With the inclusion of such widely-reviled groups, people online questioned if The New York Times considered hiring a trans journalist when writing about trans issues or if the outlet believed “only a cis journalist can be ‘objective'”.
UGH. Has the New York Times magazine (or any Times desk) ever assigned a *trans journalist* to write about trans kids? Or can only a cis journalist be “objective”? And how many deeply worried pieces by cis journalists written for moral panicked cis readers can there be?— Dr. Thrasher (@thrasherxy) June 15, 2022
It's generous to assume that the inclusion of conversion therapy groups and transphobic talking points here is accidental, but if it is — why was a trans writer not assigned this piece? That person would have been able to spot them from 100 miles away. https://t.co/zdvRMGTo9l— Jude "Pre-Order MAW – Out 8/2/22" Doyle (@byJudeDoyle) June 15, 2022
That @nytimes article on the “gender wars” is absolute shit. DO BETTER New York Times. Lift the voices of trans reporters and writers. Stop publishing bad science and pieces without thorough research. It’s HARMFUL.— Tristan Taormino® (@TristanTaormino) June 15, 2022
There was a small speck of good news from the New York Times Magazine article. The final version of the WPATH SOC8 adolescent chapter dropped the requirement that trans youth must show years of identifying as trans in order to obtain gender-affirming healthcare.

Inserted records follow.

use axum::{routing::get, Router};

use crate::{error::Error, Data};

pub mod api;
pub mod quotes;
pub mod status;

/// builds the whole site. static paths win over `/{id}`, so `/random` and friends never reach
/// the quote lookup.
pub fn router(data: Data) -> Router {
    Router::new()
        .route("/", get(quotes::index))
        .route("/random", get(quotes::random))
        .route("/{id}", get(quotes::single))
        .route("/status", get(status::status))
        .route("/health", get(status::health))
        .nest("/api", api::router())
        .fallback(not_found)
        .with_state(data)
}

pub async fn not_found() -> Error {
    Error::PageNotFound
}

/// ids come in as raw path segments so that `/abc` is a 404 like any other missing quote.
pub(crate) fn parse_id(raw: &str) -> Result<i64, Error> {
    raw.parse::<i64>().map_err(|_| Error::PageNotFound)
}
use futures::{stream::BoxStream, TryStreamExt};
use rand::Rng;

use crate::{
    error::Error,
    models::quotes::Quote,
    store::{self, QuoteStore},
};

/// the read side of the site: listing, lookup and random picks.
#[derive(Clone, Debug)]
pub struct QueryService {
    store: QuoteStore,
}

impl QueryService {
    pub fn new(store: QuoteStore) -> Self {
        Self { store }
    }

    /// every quote whose text contains `query`, published quotes first and then by id.
    /// an absent or empty query lists everything.
    pub fn stream(&self, query: Option<&str>) -> BoxStream<'_, Result<Quote, Error>> {
        let pattern = query
            .filter(|query| !query.is_empty())
            .map(|query| format!("%{}%", escape_like(query)));

        self.store.stream_matching(pattern)
    }

    #[tracing::instrument(skip(self))]
    pub async fn search(&self, query: Option<&str>) -> Result<Vec<Quote>, Error> {
        let quotes: Vec<Quote> = self.stream(query).try_collect().await?;

        tracing::debug!(count = quotes.len(), "listed quotes");

        Ok(quotes)
    }

    #[tracing::instrument(skip(self))]
    pub async fn get(&self, id: i64) -> Result<Quote, Error> {
        self.store.get_quote(id).await
    }

    /// a uniformly chosen published quote. the count and the fetch share one transaction, so a
    /// concurrent delete can't leave the offset pointing past the end.
    #[tracing::instrument(skip(self))]
    pub async fn random(&self) -> Result<Quote, Error> {
        let mut tx = self.store.begin().await?;

        let count = store::count_published(&mut tx).await?;
        let offset = pick_offset(count, &mut rand::thread_rng())?;

        let quote = store::published_at(&mut tx, offset)
            .await?
            .ok_or(Error::NoPublishedQuotes)?;

        tx.commit().await?;

        Ok(quote)
    }
}

/// picks an offset uniformly from `0..count`.
pub fn pick_offset<R: Rng + ?Sized>(count: i64, rng: &mut R) -> Result<i64, Error> {
    if count <= 0 {
        return Err(Error::NoPublishedQuotes);
    }

    Ok(rng.gen_range(0..count))
}

/// escapes the `LIKE` wildcards so user input only ever matches literally.
fn escape_like(query: &str) -> String {
    let mut escaped = String::with_capacity(query.len());

    for c in query.chars() {
        if matches!(c, '\\' | '%' | '_') {
            escaped.push('\\');
        }

        escaped.push(c);
    }

    escaped
}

Instead, it reportedly will ask if a young person’s trans identity is “marked and sustained over time”, which is an improvement from the previous draft.
A spokesperson for The New York Times defended the article, telling PinkNews: “This is a deeply-researched piece of reporting on an important issue currently prominent in the national discussion.
“Over the eight months Emily reported on this story, she talked to more than 60 clinicians, researchers, activists and historians, as well as more than two dozen young people and about the same number of parents. The story includes interviews and perspectives of a number of trans individuals.
“The story centres on the Standards of Care, a set of guidelines issued by the World Professional Association of Transgender Health. The Standards are being updated for the first time in a decade, with trans and non-binary practitioners helping to write and oversee them.
“They influence the positions taken by major medical groups, including the American Academy of Pediatrics and the American Psychological Association, and the coverage offered by health insurers and national health services around the world.
“The update of these standards, and the divisions within the field around them, is newsworthy.”